The vast majority of cryptocurrency investments are subject to the whims of the marketplace, which in part explains the extreme volatility of the asset class. Take Bitcoin for example; the value of a single coin stood at $67,900 in November of 2021. The price, as of this writing (February 2022), currently stands at $39,264.
That’s a drop of $28,636 in less than four months. Wild swings in value are part and parcel of the still emerging cryptocurrency market. On the one hand, this volatility means buying at the right time and holding on could potentially net you a significant gain. However the inverse is a very real possibility as well.
This brings us to the pros and cons of investing in stocks vs. crypto assets.
1. Regulation – A governmental authority — the Securities and Exchange Commission — regulates the market. This means investors enjoy a degree of assurance that the securities they purchase are real. The SEC requires market participants to regularly disclose significant information so that investors have timely, accurate, and complete information to make confident and informed decisions about when or where to invest.
2. Less volatility – As a whole, stock market investors tend to be inclined to buy and hold. Yes, stocks do rise and fall in value, but they tend to do so in a somewhat predictable fashion. There are mountains of data for investors to sift through in order to make a somewhat knowledgeable judgment before committing to an investment. Moreover, there are index funds, mutual funds and exchange-traded funds in which to invest to help mitigate risk.
3. Liquidity – One can buy and sell a stock whenever they’d like for the most part. There’s almost always a ready market. Yes, if timed poorly a sale could result in a loss. However, you can get out of a stock investment pretty much whenever you’d like.
4. Diversity – The stock market covers the vast majority of industrial pursuits extant. This makes it possible to spread your investments over a broad swath of the economy. This also gives you the capability of limiting your investments to areas in which you have a high degree of familiarity, which makes it easier to be an informed investor.

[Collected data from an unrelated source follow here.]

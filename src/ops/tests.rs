// SPDX-FileCopyrightText: 2026 Bruno Meilick
// SPDX-License-Identifier: LicenseRef-Triton-FreeUse-NoCopy-NoDerivatives
//
// All rights reserved.
//
// This file is part of Triton and is proprietary software.
// Unauthorized copying, modification, or distribution is prohibited.

use super::{
    compatible, connect, connection_points, is_free, ConnectError, ConnectionPoint, NegotiateError,
    Negotiator, NegotiatorState,
};
use crate::model::{
    builtin_catalog, BlockId, BlockShape, SlotKind, Workspace, WorkspaceId, WorkspacePoint,
};

fn bid(value: &str) -> BlockId {
    BlockId::new(value).expect("block id")
}

fn workspace() -> Workspace {
    Workspace::new(WorkspaceId::new("w").expect("workspace id"))
}

fn create(ws: &mut Workspace, id: &str, kind: &str) -> BlockId {
    let catalog = builtin_catalog();
    let block_id = bid(id);
    ws.create_from_template(
        block_id.clone(),
        catalog.template(kind).expect("template"),
        WorkspacePoint::default(),
    )
    .expect("create");
    block_id
}

#[test]
fn connection_points_follow_the_fixed_cycle_order() {
    let mut ws = workspace();
    let cond = create(&mut ws, "cond", "controls_if");
    let points = connection_points(ws.block(&cond).expect("block"));

    let labels: Vec<String> = points.iter().map(ConnectionPoint::describe).collect();
    assert_eq!(
        labels,
        [
            "value input 'IF0'",
            "statement input 'DO0'",
            "previous",
            "next",
        ]
    );
}

#[test]
fn value_blocks_offer_their_output_after_inputs() {
    let mut ws = workspace();
    let compare = create(&mut ws, "cmp", "logic_compare");
    let points = connection_points(ws.block(&compare).expect("block"));
    assert_eq!(points.len(), 3);
    assert!(matches!(points[2], ConnectionPoint::Output { .. }));
}

#[test]
fn occupancy_tracks_link_state() {
    let mut ws = workspace();
    let a = create(&mut ws, "a", "text_print");
    let b = create(&mut ws, "b", "text_print");
    ws.attach_next(&a, &b).expect("attach");

    let a_block = ws.block(&a).expect("block");
    assert!(!is_free(a_block, &ConnectionPoint::Next));
    assert!(is_free(a_block, &ConnectionPoint::Previous));

    let b_block = ws.block(&b).expect("block");
    assert!(!is_free(b_block, &ConnectionPoint::Previous));
    assert!(is_free(b_block, &ConnectionPoint::Next));
}

#[test]
fn compatibility_respects_type_checks() {
    let boolean_output = ConnectionPoint::Output {
        check: Some("Boolean".into()),
    };
    let boolean_slot = ConnectionPoint::Input {
        slot: "IF0".into(),
        kind: SlotKind::Value,
        check: Some("Boolean".into()),
    };
    let number_slot = ConnectionPoint::Input {
        slot: "TIMES".into(),
        kind: SlotKind::Value,
        check: Some("Number".into()),
    };
    let open_slot = ConnectionPoint::Input {
        slot: "TEXT".into(),
        kind: SlotKind::Value,
        check: None,
    };

    assert!(compatible(&boolean_output, &boolean_slot));
    assert!(!compatible(&boolean_output, &number_slot));
    assert!(compatible(&boolean_output, &open_slot));
    assert!(compatible(&ConnectionPoint::Previous, &ConnectionPoint::Next));
    assert!(!compatible(&boolean_output, &ConnectionPoint::Previous));
}

#[test]
fn connect_plugs_a_value_block_into_the_first_matching_slot() {
    let mut ws = workspace();
    let cond = create(&mut ws, "cond", "controls_if");
    let flag = create(&mut ws, "flag", "logic_boolean");

    let output = ConnectionPoint::Output {
        check: Some("Boolean".into()),
    };
    let landed = connect(&mut ws, &flag, &output, &cond).expect("connect");
    assert_eq!(landed.describe(), "value input 'IF0'");
    assert_eq!(ws.block(&cond).expect("block").input_child("IF0"), Some(&flag));
}

#[test]
fn connect_appends_to_a_chain_via_previous() {
    let mut ws = workspace();
    let a = create(&mut ws, "a", "text_print");
    let b = create(&mut ws, "b", "text_print");

    let landed = connect(&mut ws, &b, &ConnectionPoint::Previous, &a).expect("connect");
    assert_eq!(landed, ConnectionPoint::Next);
    assert_eq!(ws.chain_from(&a), vec![a.clone(), b.clone()]);
}

#[test]
fn connect_skips_occupied_target_points() {
    let mut ws = workspace();
    let a = create(&mut ws, "a", "text_print");
    let b = create(&mut ws, "b", "text_print");
    let c = create(&mut ws, "c", "controls_if");
    ws.attach_next(&c, &a).expect("attach");

    // c's next is occupied by a; b's previous must land in c's statement
    // input instead.
    let landed = connect(&mut ws, &b, &ConnectionPoint::Previous, &c).expect("connect");
    assert_eq!(landed.describe(), "statement input 'DO0'");
}

#[test]
fn connect_reports_incompatible_targets() {
    let mut ws = workspace();
    let flag = create(&mut ws, "flag", "logic_boolean");
    let number = create(&mut ws, "num", "math_number");

    let output = ConnectionPoint::Output {
        check: Some("Boolean".into()),
    };
    let result = connect(&mut ws, &flag, &output, &number);
    assert_eq!(
        result,
        Err(ConnectError::NoCompatibleTarget { block_id: number })
    );
}

#[test]
fn connect_rejects_an_occupied_source_point() {
    let mut ws = workspace();
    let cond = create(&mut ws, "cond", "controls_if");
    let flag = create(&mut ws, "flag", "logic_boolean");
    ws.attach_input(&cond, "IF0", &flag).expect("attach");

    let other = create(&mut ws, "other", "controls_whileUntil");
    let output = ConnectionPoint::Output {
        check: Some("Boolean".into()),
    };
    let result = connect(&mut ws, &flag, &output, &other);
    assert!(matches!(result, Err(ConnectError::SourceOccupied { .. })));
}

#[test]
fn connect_rejects_self_connection() {
    let mut ws = workspace();
    let a = create(&mut ws, "a", "text_print");
    let result = connect(&mut ws, &a, &ConnectionPoint::Previous, &a);
    assert_eq!(result, Err(ConnectError::SelfConnection { block_id: a }));
}

#[test]
fn negotiator_walks_the_full_flow() {
    let mut ws = workspace();
    let a = create(&mut ws, "a", "text_print");
    let b = create(&mut ws, "b", "text_print");

    let mut negotiator = Negotiator::new();
    assert_eq!(negotiator.state(), NegotiatorState::Idle);

    let first = negotiator.begin(&ws, &b).expect("begin").clone();
    assert_eq!(negotiator.state(), NegotiatorState::SourceSelecting);
    // text_print: TEXT input, previous, next.
    assert_eq!(first.describe(), "value input 'TEXT'");

    let second = negotiator.cycle().expect("cycle").clone();
    assert_eq!(second, ConnectionPoint::Previous);

    negotiator.confirm().expect("confirm");
    assert_eq!(negotiator.state(), NegotiatorState::TargetPending);

    let landed = negotiator.complete(&mut ws, &a).expect("complete");
    assert_eq!(landed, ConnectionPoint::Next);
    assert_eq!(negotiator.state(), NegotiatorState::Idle);
    assert_eq!(ws.chain_from(&a), vec![a.clone(), b.clone()]);
}

#[test]
fn negotiator_cycle_wraps_around() {
    let mut ws = workspace();
    let b = create(&mut ws, "b", "text_print");

    let mut negotiator = Negotiator::new();
    let first = negotiator.begin(&ws, &b).expect("begin").clone();
    negotiator.cycle().expect("cycle");
    negotiator.cycle().expect("cycle");
    let wrapped = negotiator.cycle().expect("cycle").clone();
    assert_eq!(first, wrapped);
}

#[test]
fn negotiator_returns_to_idle_on_failure_and_cancel() {
    let mut ws = workspace();
    let flag = create(&mut ws, "flag", "logic_boolean");
    let number = create(&mut ws, "num", "math_number");

    let mut negotiator = Negotiator::new();
    negotiator.begin(&ws, &flag).expect("begin");
    negotiator.confirm().expect("confirm");
    let result = negotiator.complete(&mut ws, &number);
    assert!(matches!(result, Err(NegotiateError::Connect(_))));
    assert_eq!(negotiator.state(), NegotiatorState::Idle);

    negotiator.begin(&ws, &flag).expect("begin");
    negotiator.cancel();
    assert_eq!(negotiator.state(), NegotiatorState::Idle);
    assert_eq!(negotiator.selected_point(), None);
}

#[test]
fn negotiator_confirm_requires_selection() {
    let mut negotiator = Negotiator::new();
    assert_eq!(negotiator.confirm(), Err(NegotiateError::NotSelecting));
    assert_eq!(negotiator.cycle(), Err(NegotiateError::NotSelecting));
}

5. Transparency – Participating companies are required to provide regular financial updates, host shareholder meetings and update shareholders regarding performance (both past and present) and forecast future earnings.
6. Ease of Entry – Stocks are easy to buy and you don’t need a whole lot of money to start out as an investor.

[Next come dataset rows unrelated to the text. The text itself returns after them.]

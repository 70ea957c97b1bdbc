// SPDX-FileCopyrightText: 2026 Bruno Meilick
// SPDX-License-Identifier: LicenseRef-Triton-FreeUse-NoCopy-NoDerivatives
//
// All rights reserved.
//
// This file is part of Triton and is proprietary software.
// Unauthorized copying, modification, or distribution is prohibited.

//! Keyboard-driven connection making.
//!
//! [`connection_points`] enumerates what a block offers, [`connect`] wires a
//! chosen source point to the first compatible free point on a target, and
//! [`Negotiator`] sequences the two-step keyboard flow.

use std::fmt;

use smallvec::SmallVec;
use smol_str::SmolStr;

use crate::model::{Block, BlockId, SlotKind, Workspace, WorkspaceError};

pub mod negotiator;

pub use negotiator::{NegotiateError, Negotiator, NegotiatorState};

/// A small inline list; blocks rarely offer more than a handful of points.
pub type ConnectionPoints = SmallVec<[ConnectionPoint; 4]>;

/// One connectable location on a block.
#[derive(Debug, Clone, PartialEq, Eq)]
pub enum ConnectionPoint {
    Input {
        slot: SmolStr,
        kind: SlotKind,
        check: Option<SmolStr>,
    },
    Output {
        check: Option<SmolStr>,
    },
    Previous,
    Next,
}

impl ConnectionPoint {
    /// Short human label for status messages.
    pub fn describe(&self) -> String {
        match self {
            Self::Input {
                slot,
                kind: SlotKind::Value,
                ..
            } => format!("value input '{slot}'"),
            Self::Input { slot, .. } => format!("statement input '{slot}'"),
            Self::Output { .. } => "output".to_owned(),
            Self::Previous => "previous".to_owned(),
            Self::Next => "next".to_owned(),
        }
    }
}

/// Every connection point a block's shape declares, in the fixed order the
/// keyboard cycles through: input slots first, then output, previous, next.
pub fn connection_points(block: &Block) -> ConnectionPoints {
    let mut points = ConnectionPoints::new();
    let shape = block.shape();
    for slot in shape.inputs() {
        points.push(ConnectionPoint::Input {
            slot: slot.name().into(),
            kind: slot.kind(),
            check: slot.check().map(SmolStr::new),
        });
    }
    if shape.has_output() {
        points.push(ConnectionPoint::Output {
            check: shape.output_check().map(SmolStr::new),
        });
    }
    if shape.has_previous() {
        points.push(ConnectionPoint::Previous);
    }
    if shape.has_next() {
        points.push(ConnectionPoint::Next);
    }
    points
}

/// Whether the point is currently unconnected on this block.
pub fn is_free(block: &Block, point: &ConnectionPoint) -> bool {
    match point {
        ConnectionPoint::Input { slot, .. } => block.input_child(slot).is_none(),
        ConnectionPoint::Output { .. } => !block.is_connected_as_value_or_statement(),
        ConnectionPoint::Previous => block.is_root(),
        ConnectionPoint::Next => block.next().is_none(),
    }
}

fn checks_agree(a: Option<&SmolStr>, b: Option<&SmolStr>) -> bool {
    match (a, b) {
        (Some(a), Some(b)) => a == b,
        _ => true,
    }
}

/// Type compatibility between a source point and a target point.
pub fn compatible(source: &ConnectionPoint, target: &ConnectionPoint) -> bool {
    match (source, target) {
        (
            ConnectionPoint::Output { check },
            ConnectionPoint::Input {
                kind: SlotKind::Value,
                check: slot_check,
                ..
            },
        )
        | (
            ConnectionPoint::Input {
                kind: SlotKind::Value,
                check: slot_check,
                ..
            },
            ConnectionPoint::Output { check },
        ) => checks_agree(check.as_ref(), slot_check.as_ref()),
        (ConnectionPoint::Previous, ConnectionPoint::Next)
        | (ConnectionPoint::Next, ConnectionPoint::Previous) => true,
        (
            ConnectionPoint::Previous,
            ConnectionPoint::Input {
                kind: SlotKind::Statement,
                ..
            },
        )
        | (
            ConnectionPoint::Input {
                kind: SlotKind::Statement,
                ..
            },
            ConnectionPoint::Previous,
        ) => true,
        _ => false,
    }
}

#[derive(Debug, Clone, PartialEq, Eq)]
pub enum ConnectError {
    UnknownBlock { block_id: BlockId },
    SelfConnection { block_id: BlockId },
    SourceOccupied { point: String },
    NoCompatibleTarget { block_id: BlockId },
    Workspace(WorkspaceError),
}

impl fmt::Display for ConnectError {
    fn fmt(&self, f: &mut fmt::Formatter<'_>) -> fmt::Result {
        match self {
            Self::UnknownBlock { block_id } => write!(f, "block not found (id={block_id})"),
            Self::SelfConnection { block_id } => {
                write!(f, "cannot connect block {block_id} to itself")
            }
            Self::SourceOccupied { point } => {
                write!(f, "source {point} is already connected")
            }
            Self::NoCompatibleTarget { block_id } => {
                write!(f, "no compatible connection on block {block_id}")
            }
            Self::Workspace(err) => err.fmt(f),
        }
    }
}

impl std::error::Error for ConnectError {}

impl From<WorkspaceError> for ConnectError {
    fn from(err: WorkspaceError) -> Self {
        Self::Workspace(err)
    }
}

/// Connects `source_point` on `source_id` to the first compatible free
/// point on `target_id`.
///
/// Target points are scanned in the same fixed order the keyboard cycles
/// through. Returns the target point that accepted the connection.
pub fn connect(
    workspace: &mut Workspace,
    source_id: &BlockId,
    source_point: &ConnectionPoint,
    target_id: &BlockId,
) -> Result<ConnectionPoint, ConnectError> {
    if source_id == target_id {
        return Err(ConnectError::SelfConnection {
            block_id: source_id.clone(),
        });
    }
    let source = workspace
        .block(source_id)
        .ok_or_else(|| ConnectError::UnknownBlock {
            block_id: source_id.clone(),
        })?;
    if !is_free(source, source_point) {
        return Err(ConnectError::SourceOccupied {
            point: source_point.describe(),
        });
    }
    let target = workspace
        .block(target_id)
        .ok_or_else(|| ConnectError::UnknownBlock {
            block_id: target_id.clone(),
        })?;

    let candidates: ConnectionPoints = connection_points(target)
        .into_iter()
        .filter(|point| is_free(target, point) && compatible(source_point, point))
        .collect();

    for target_point in candidates {
        let attached = match (source_point, &target_point) {
            (ConnectionPoint::Output { .. }, ConnectionPoint::Input { slot, .. }) => {
                workspace.attach_input(target_id, slot.as_str(), source_id)
            }
            (ConnectionPoint::Input { slot, .. }, ConnectionPoint::Output { .. }) => {
                workspace.attach_input(source_id, slot.as_str(), target_id)
            }
            (ConnectionPoint::Previous, ConnectionPoint::Next) => {
                workspace.attach_next(target_id, source_id)
            }
            (ConnectionPoint::Next, ConnectionPoint::Previous) => {
                workspace.attach_next(source_id, target_id)
            }
            (ConnectionPoint::Previous, ConnectionPoint::Input { slot, .. }) => {
                workspace.attach_input(target_id, slot.as_str(), source_id)
            }
            (ConnectionPoint::Input { slot, .. }, ConnectionPoint::Previous) => {
                workspace.attach_input(source_id, slot.as_str(), target_id)
            }
            _ => continue,
        };
        if attached.is_ok() {
            return Ok(target_point);
        }
    }

    Err(ConnectError::NoCompatibleTarget {
        block_id: target_id.clone(),
    })
}

#[cfg(test)]
mod tests;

7. Inflation Hedge – The value of stocks tends to grow right along with the economy. A robust economy creates more wealth, which leads to more purchases, which translates to higher share prices. This helps the stock market keep pace with inflation.

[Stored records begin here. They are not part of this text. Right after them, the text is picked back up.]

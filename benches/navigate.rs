// SPDX-FileCopyrightText: 2026 Bruno Meilick
// SPDX-License-Identifier: LicenseRef-Triton-FreeUse-NoCopy-NoDerivatives
//
// All rights reserved.
//
// This file is part of Triton and is proprietary software.
// Unauthorized copying, modification, or distribution is prohibited.

use criterion::{black_box, criterion_group, criterion_main, Criterion, Throughput};

use triton::label::{relabel, LabelStore};
use triton::query::{find_by_label, navigate, parse_label, Direction};

mod fixtures;
mod profiler;

// Benchmark identity (keep stable):
// - Group name in this file: `query.navigate`
// - Case IDs must remain stable across refactors (e.g. `directional_1000`,
//   `label_lookup_1000`).
fn benches_navigate(c: &mut Criterion) {
    let mut group = c.benchmark_group("query.navigate");

    let ws = fixtures::grid_workspace(100, 10);
    let origin = fixtures::block_id("s0050_b0005");

    group.throughput(Throughput::Elements(1000));
    group.bench_function("directional_1000", |b| {
        b.iter(|| {
            let mut found = 0usize;
            for direction in [
                Direction::Left,
                Direction::Right,
                Direction::Up,
                Direction::Down,
            ] {
                if navigate(black_box(&ws), &origin, direction).is_some() {
                    found += 1;
                }
            }
            black_box(found)
        })
    });

    let mut store = LabelStore::new();
    relabel(&ws, &mut store);
    let query = parse_label("CV7").expect("label query");
    group.bench_function("label_lookup_1000", |b| {
        b.iter(|| black_box(find_by_label(black_box(&ws), &store, &query)))
    });

    group.finish();
}

criterion_group! {
    name = benches;
    config = profiler::criterion();
    targets = benches_navigate
}
criterion_main!(benches);
// SPDX-FileCopyrightText: 2026 Bruno Meilick
// SPDX-License-Identifier: LicenseRef-Triton-FreeUse-NoCopy-NoDerivatives
//
// All rights reserved.
//
// This file is part of Triton and is proprietary software.
// Unauthorized copying, modification, or distribution is prohibited.

use std::fmt;

use crate::model::{BlockId, Workspace};

/// A direction on the workspace surface.
#[derive(Debug, Clone, Copy, PartialEq, Eq, Hash)]
pub enum Direction {
    Left,
    Right,
    Up,
    Down,
}

impl Direction {
    /// Phrase for status messages ("no block found to the left").
    pub fn relation(&self) -> &'static str {
        match self {
            Self::Left => "to the left",
            Self::Right => "to the right",
            Self::Up => "above",
            Self::Down => "below",
        }
    }
}

impl fmt::Display for Direction {
    fn fmt(&self, f: &mut fmt::Formatter<'_>) -> fmt::Result {
        let label = match self {
            Self::Left => "left",
            Self::Right => "right",
            Self::Up => "up",
            Self::Down => "down",
        };
        f.write_str(label)
    }
}

/// The nearest block strictly on the given side of `current`.
///
/// Candidacy is decided by screen position alone, not chain membership;
/// distance is Manhattan. Ties keep the first candidate in ascending id
/// order, so repeated presses are deterministic.
pub fn navigate(
    workspace: &Workspace,
    current: &BlockId,
    direction: Direction,
) -> Option<BlockId> {
    let origin = workspace.block(current)?.position();

    let mut best: Option<(&BlockId, u64)> = None;
    for block in workspace.blocks() {
        if block.block_id() == current {
            continue;
        }
        let position = block.position();
        let on_side = match direction {
            Direction::Left => position.x < origin.x,
            Direction::Right => position.x > origin.x,
            Direction::Up => position.y < origin.y,
            Direction::Down => position.y > origin.y,
        };
        if !on_side {
            continue;
        }
        let distance = position.manhattan_distance(origin);
        if best.map_or(true, |(_, best_distance)| distance < best_distance) {
            best = Some((block.block_id(), distance));
        }
    }

    best.map(|(block_id, _)| block_id.clone())
}

#[cfg(test)]
mod tests {
    use super::{navigate, Direction};
    use crate::model::fixtures::three_stacks;
    use crate::model::BlockId;

    fn bid(value: &str) -> BlockId {
        BlockId::new(value).expect("block id")
    }

    #[test]
    fn moves_to_the_nearest_block_on_the_requested_side() {
        let ws = three_stacks();
        // b1 sits at (250, 60); a1 at (50, 60), c1 at (450, 60).
        assert_eq!(navigate(&ws, &bid("b1"), Direction::Left), Some(bid("a1")));
        assert_eq!(navigate(&ws, &bid("b1"), Direction::Right), Some(bid("c1")));
    }

    #[test]
    fn strictly_directional_filtering_returns_none_at_the_edge() {
        let ws = three_stacks();
        assert_eq!(navigate(&ws, &bid("a1"), Direction::Left), None);
        assert_eq!(navigate(&ws, &bid("a1"), Direction::Up), None);
    }

    #[test]
    fn down_walks_the_chain_by_geometry() {
        let ws = three_stacks();
        // Chain members are placed below their predecessor when attached.
        assert_eq!(navigate(&ws, &bid("c1"), Direction::Down), Some(bid("c2")));
        assert_eq!(navigate(&ws, &bid("c2"), Direction::Down), Some(bid("c3")));
        assert_eq!(navigate(&ws, &bid("c2"), Direction::Up), Some(bid("c1")));
    }

    #[test]
    fn unknown_current_block_finds_nothing() {
        let ws = three_stacks();
        assert_eq!(navigate(&ws, &bid("ghost"), Direction::Left), None);
    }
}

1. Risk to Reward Ratio – Generally speaking, the less risky an investment the lower the anticipated gains will be. While this does provide investors with a measure of stability, it can also limit earnings potential. Meanwhile, the more risk an investor is willing to take on, the higher the potential anticipated return. This means investors must be willing to accept a higher potential for loss to hope to achieve significant gains.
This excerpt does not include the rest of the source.